6.2. Policy Recommendations

(1)
Adhere to and improve the reserve and rotation mechanism of reserve cotton and realize the normalization of the reserve rotation mechanism of reserve cotton. The reserve cotton round-in and turn-off mechanism have a positive effect on regulating cotton supply and demand and stabilizing cotton prices. Under the background of cyclical fluctuations in cotton prices and the “yellow box” sanctions imposed by China’s cotton subsidy policy, adhering to and improving the reserve cotton rotation mechanism has become an important means of macroeconomic regulation and control of the cotton market. On the basis of clarifying the regulation and control objectives of the RMRC and improving the implementation process, consider the degree of influence of the reserve mechanism on different regulatory factors and determine the appropriate wheeling in volume and wheeling-in price based on the comprehensive changes of various factors. At the same time, when considering the period of the RMRC, the hysteresis of the transfer effect should be considered, and the implementation rhythm of the RMRC should be reasonably determined.
(2)
Follow the market rules and rationally implement the regulation mechanism of reserve cotton rotation. We will do a good job of effectively combining the reserve and rotation mechanism of reserve cotton with the market environment, timely adjusting the problems arising from market reactions, paying attention to the degree of response and regulation of reserve cotton to demand, and maintaining the stability of the normal rotation of reserve cotton. Under the premise of respecting the laws of the market, we should rationally exert the regulatory role of the mechanism to avoid distortion of the market caused by over-emphasizing the guiding role of the policy.
(3)
Improve the construction of the cotton market information system. With the trend of globalization and the deepening of the openness of the Chinese market, the linkage effect of the cotton market at home and abroad has become more and more obvious, and the international cotton market has a significant impact on the domestic cotton policy. Improve China’s cotton information monitoring system through advanced information technologies, such as communication satellite systems and Internet technologies, collect and publish reliable, authoritative, and valuable cotton information and control policies, and help cotton participants to grasp the domestic and international cotton yield and sales in a timely manner.
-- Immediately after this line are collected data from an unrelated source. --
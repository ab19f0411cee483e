//! Cross-platform clipboard adapter using arboard
//!
//! Works on Windows, macOS, and Linux (X11/Wayland).

use async_trait::async_trait;

use crate::application::ports::{ClipboardError, ClipboardReader, ClipboardWriter};

/// Cross-platform clipboard adapter using arboard
pub struct ArboardClipboard;

impl ArboardClipboard {
    /// Create a new arboard clipboard adapter
    pub fn new() -> Self {
        Self
    }

    fn open() -> Result<arboard::Clipboard, ClipboardError> {
        arboard::Clipboard::new().map_err(|e| ClipboardError::ClipboardUnavailable(e.to_string()))
    }
}

impl Default for ArboardClipboard {
    fn default() -> Self {
        Self::new()
    }
}

/// Empty text counts as no text
fn non_empty(text: String) -> Option<String> {
    (!text.is_empty()).then_some(text)
}

#[async_trait]
impl ClipboardReader for ArboardClipboard {
    async fn read_text(&self) -> Result<Option<String>, ClipboardError> {
        // arboard operations are blocking, so run in spawn_blocking
        tokio::task::spawn_blocking(|| {
            let mut clipboard = Self::open()?;

            match clipboard.get_text() {
                Ok(text) => Ok(non_empty(text)),
                Err(arboard::Error::ContentNotAvailable) => Ok(None),
                Err(e) => Err(ClipboardError::ReadFailed(e.to_string())),
            }
        })
        .await
        .map_err(|e| ClipboardError::ReadFailed(format!("Task join error: {}", e)))?
    }
}

#[async_trait]
impl ClipboardWriter for ArboardClipboard {
    async fn write_text(&self, text: &str) -> Result<(), ClipboardError> {
        let text = text.to_owned();

        tokio::task::spawn_blocking(move || {
            let mut clipboard = Self::open()?;

            clipboard
                .set_text(text)
                .map_err(|e| ClipboardError::CopyFailed(e.to_string()))
        })
        .await
        .map_err(|e| ClipboardError::CopyFailed(format!("Task join error: {}", e)))?
    }
}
Yield and marketing decisions provide accurate information services to reduce cotton price volatility.

Author Contributions

X.L. for conceptualization, methodology, data investigation and validation, and writing—original draft. B.W. for providing charts and revision and L.S. for resources collection, writing—review and editing. H.Z. for project administration. N.L. helped with writing—review and editing to improve the manuscript. J.Z. is a corresponding author and came up with new ideas, writing, review, editing and project administration, funding acquisition. All authors have read and agreed to the published version of the manuscript.

Funding

The work was supported by The National Social Science Fund Project “Research on The Price Volatility and Regulation of Cotton Price In Xinjiang in the Context of Trade Economy” (No. 13BJY140).

Informed Consent Statement

Not applicable.

Data Availability Statement

The data and code that support the findings of this study are available from the corresponding author upon reasonable request.

Conflicts of Interest

The authors declare no conflict of interest.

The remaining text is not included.